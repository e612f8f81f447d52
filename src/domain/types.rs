use chrono::{DateTime, Duration, Utc};
use serde::{Deserialize, Serialize};
use std::fmt;
use strum::{Display, EnumIter, EnumString};

// ============================================================================
// Site identity
// ============================================================================

/// Stable site identifier, formatted `site_001`, `site_002`, ...
#[derive(Debug, Clone, PartialEq, Eq, PartialOrd, Ord, Hash, Serialize, Deserialize)]
#[serde(transparent)]
pub struct SiteId(pub String);

impl SiteId {
    /// Identifier for the n-th generated site (1-based).
    pub fn from_index(n: usize) -> Self {
        Self(format!("site_{n:03}"))
    }

    pub fn as_str(&self) -> &str {
        &self.0
    }
}

impl fmt::Display for SiteId {
    fn fmt(&self, f: &mut fmt::Formatter<'_>) -> fmt::Result {
        f.write_str(&self.0)
    }
}

impl From<&str> for SiteId {
    fn from(s: &str) -> Self {
        Self(s.to_string())
    }
}

// ============================================================================
// Status enums (wire values are snake_case and must stay stable)
// ============================================================================

/// Summary state of a site at a given tick.
#[derive(
    Debug, Clone, Copy, PartialEq, Eq, Hash, Serialize, Deserialize, Display, EnumString, EnumIter,
)]
#[serde(rename_all = "snake_case")]
#[strum(serialize_all = "snake_case")]
pub enum OperationalStatus {
    Online,
    Degraded,
    Fault,
    Maintenance,
    Offline,
}

/// Inverter health as reported alongside the operational status.
#[derive(
    Debug, Clone, Copy, PartialEq, Eq, Hash, Serialize, Deserialize, Display, EnumString, EnumIter,
)]
#[serde(rename_all = "snake_case")]
#[strum(serialize_all = "snake_case")]
pub enum InverterStatus {
    Healthy,
    Fault,
    Maintenance,
    Standby,
}

/// Ordinal fault impact. Ordering matters: `Critical` forces shutdown.
#[derive(
    Debug,
    Clone,
    Copy,
    PartialEq,
    Eq,
    PartialOrd,
    Ord,
    Hash,
    Serialize,
    Deserialize,
    Display,
    EnumString,
    EnumIter,
)]
#[serde(rename_all = "snake_case")]
#[strum(serialize_all = "snake_case")]
pub enum FaultSeverity {
    Minor,
    Major,
    Critical,
}

impl FaultSeverity {
    pub fn forces_shutdown(&self) -> bool {
        *self >= FaultSeverity::Critical
    }
}

#[derive(
    Debug, Clone, Copy, PartialEq, Eq, Hash, Serialize, Deserialize, Display, EnumString, EnumIter,
)]
#[serde(rename_all = "snake_case")]
#[strum(serialize_all = "snake_case")]
pub enum FaultKind {
    /// Transient inverter firmware/control glitch
    InverterGlitch,
    /// Inverter tripped offline on protection
    InverterTrip,
    /// One or more PV strings disconnected (blown fuse, connector failure)
    StringFailure,
    /// Insulation/ground fault on the DC side
    GroundFault,
    /// Step-up transformer failure, site cannot export
    TransformerFailure,
}

impl FaultKind {
    /// Faults that are attributed to the inverter itself.
    pub fn is_inverter_fault(&self) -> bool {
        matches!(self, FaultKind::InverterGlitch | FaultKind::InverterTrip)
    }
}

#[derive(Debug, Clone, Copy, PartialEq, Eq, Serialize, Deserialize, Display, EnumString)]
#[serde(rename_all = "snake_case")]
#[strum(serialize_all = "snake_case")]
pub enum ClearReason {
    /// Repaired without intervention
    SelfHealed,
    /// Reached the maximum fault duration
    Expired,
    /// Cleared as part of a maintenance window
    Maintenance,
}

// ============================================================================
// Fault and maintenance records
// ============================================================================

/// A fault currently affecting a site.
#[derive(Debug, Clone, PartialEq, Serialize, Deserialize)]
pub struct ActiveFault {
    pub kind: FaultKind,
    pub severity: FaultSeverity,
    pub onset: DateTime<Utc>,
    /// Number of strings disconnected (string failures only)
    pub failed_strings: u32,
}

impl ActiveFault {
    pub fn new(kind: FaultKind, severity: FaultSeverity, onset: DateTime<Utc>) -> Self {
        Self {
            kind,
            severity,
            onset,
            failed_strings: 0,
        }
    }

    pub fn age(&self, now: DateTime<Utc>) -> Duration {
        (now - self.onset).max(Duration::zero())
    }
}

/// A scheduled maintenance window.
#[derive(Debug, Clone, PartialEq, Serialize, Deserialize)]
pub struct MaintenanceWindow {
    pub start: DateTime<Utc>,
    pub duration_seconds: i64,
}

impl MaintenanceWindow {
    pub fn new(start: DateTime<Utc>, duration: Duration) -> Self {
        Self {
            start,
            duration_seconds: duration.num_seconds().max(0),
        }
    }

    pub fn expected_end(&self) -> DateTime<Utc> {
        self.start + Duration::seconds(self.duration_seconds)
    }

    pub fn has_elapsed(&self, now: DateTime<Utc>) -> bool {
        now >= self.expected_end()
    }
}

--------------------------------

Extract the full listing above without altering anything.

repository e612f8f81f447d52
filename src/domain/types.rs
use chrono::{DateTime, Duration, Utc};
use serde::{Deserialize, Serialize};
use std::fmt;
use strum::{Display, EnumIter, EnumString};

// ============================================================================
// Site identity
// ============================================================================

/// Stable site identifier, formatted `site_001`, `site_002`, ...
#[derive(Debug, Clone, PartialEq, Eq, PartialOrd, Ord, Hash, Serialize, Deserialize)]
#[serde(transparent)]
pub struct SiteId(pub String);

impl SiteId {
    /// Identifier for the n-th generated site (1-based).
    pub fn from_index(n: usize) -> Self {
        Self(format!("site_{n:03}"))
    }

    pub fn as_str(&self) -> &str {
        &self.0
    }
}

impl fmt::Display for SiteId {
    fn fmt(&self, f: &mut fmt::Formatter<'_>) -> fmt::Result {
        f.write_str(&self.0)
    }
}

impl From<&str> for SiteId {
    fn from(s: &str) -> Self {
        Self(s.to_string())
    }
}

// ============================================================================
// Status enums (wire values are snake_case and must stay stable)
// ============================================================================

/// Summary state of a site at a given tick.
#[derive(
    Debug, Clone, Copy, PartialEq, Eq, Hash, Serialize, Deserialize, Display, EnumString, EnumIter,
)]
#[serde(rename_all = "snake_case")]
#[strum(serialize_all = "snake_case")]
pub enum OperationalStatus {
    Online,
    Degraded,
    Fault,
    Maintenance,
    Offline,
}

/// Inverter health as reported alongside the operational status.
#[derive(
    Debug, Clone, Copy, PartialEq, Eq, Hash, Serialize, Deserialize, Display, EnumString, EnumIter,
)]
#[serde(rename_all = "snake_case")]
#[strum(serialize_all = "snake_case")]
pub enum InverterStatus {
    Healthy,
    Fault,
    Maintenance,
    Standby,
}

/// Ordinal fault impact. Ordering matters: `Critical` forces shutdown.
#[derive(
    Debug,
    Clone,
    Copy,
    PartialEq,
    Eq,
    PartialOrd,
    Ord,
    Hash,
    Serialize,
    Deserialize,
    Display,
    EnumString,
    EnumIter,
)]
#[serde(rename_all = "snake_case")]
#[strum(serialize_all = "snake_case")]
pub enum FaultSeverity {
    Minor,
    Major,
    Critical,
}

impl FaultSeverity {
    pub fn forces_shutdown(&self) -> bool {
        *self >= FaultSeverity::Critical
    }
}

#[derive(
    Debug, Clone, Copy, PartialEq, Eq, Hash, Serialize, Deserialize, Display, EnumString, EnumIter,
)]
#[serde(rename_all = "snake_case")]
#[strum(serialize_all = "snake_case")]
pub enum FaultKind {
    /// Transient inverter firmware/control glitch
    InverterGlitch,
    /// Inverter tripped offline on protection
    InverterTrip,
    /// One or more PV strings disconnected (blown fuse, connector failure)
    StringFailure,
    /// Insulation/ground fault on the DC side
    GroundFault,
    /// Step-up transformer failure, site cannot export
    TransformerFailure,
}

impl FaultKind {
    /// Faults that are attributed to the inverter itself.
    pub fn is_inverter_fault(&self) -> bool {
        matches!(self, FaultKind::InverterGlitch | FaultKind::InverterTrip)
    }
}

#[derive(Debug, Clone, Copy, PartialEq, Eq, Serialize, Deserialize, Display, EnumString)]
#[serde(rename_all = "snake_case")]
#[strum(serialize_all = "snake_case")]
pub enum ClearReason {
    /// Repaired without intervention
    SelfHealed,
    /// Reached the maximum fault duration
    Expired,
    /// Cleared as part of a maintenance window
    Maintenance,
}

// ============================================================================
// Fault and maintenance records
// ============================================================================

/// A fault currently affecting a site.
#[derive(Debug, Clone, PartialEq, Serialize, Deserialize)]
pub struct ActiveFault {
    pub kind: FaultKind,
    pub severity: FaultSeverity,
    pub onset: DateTime<Utc>,
    /// Number of strings disconnected (string failures only)
    pub failed_strings: u32,
}

impl ActiveFault {
    pub fn new(kind: FaultKind, severity: FaultSeverity, onset: DateTime<Utc>) -> Self {
        Self {
            kind,
            severity,
            onset,
            failed_strings: 0,
        }
    }

    pub fn age(&self, now: DateTime<Utc>) -> Duration {
        (now - self.onset).max(Duration::zero())
    }
}

/// A scheduled maintenance window.
#[derive(Debug, Clone, PartialEq, Serialize, Deserialize)]
pub struct MaintenanceWindow {
    pub start: DateTime<Utc>,
    pub duration_seconds: i64,
}

impl MaintenanceWindow {
    pub fn new(start: DateTime<Utc>, duration: Duration) -> Self {
        Self {
            start,
            duration_seconds: duration.num_seconds().max(0),
        }
    }

    pub fn expected_end(&self) -> DateTime<Utc> {
        self.start + Duration::seconds(self.duration_seconds)
    }

    pub fn has_elapsed(&self, now: DateTime<Utc>) -> bool {
        now >= self.expected_end()
    }
}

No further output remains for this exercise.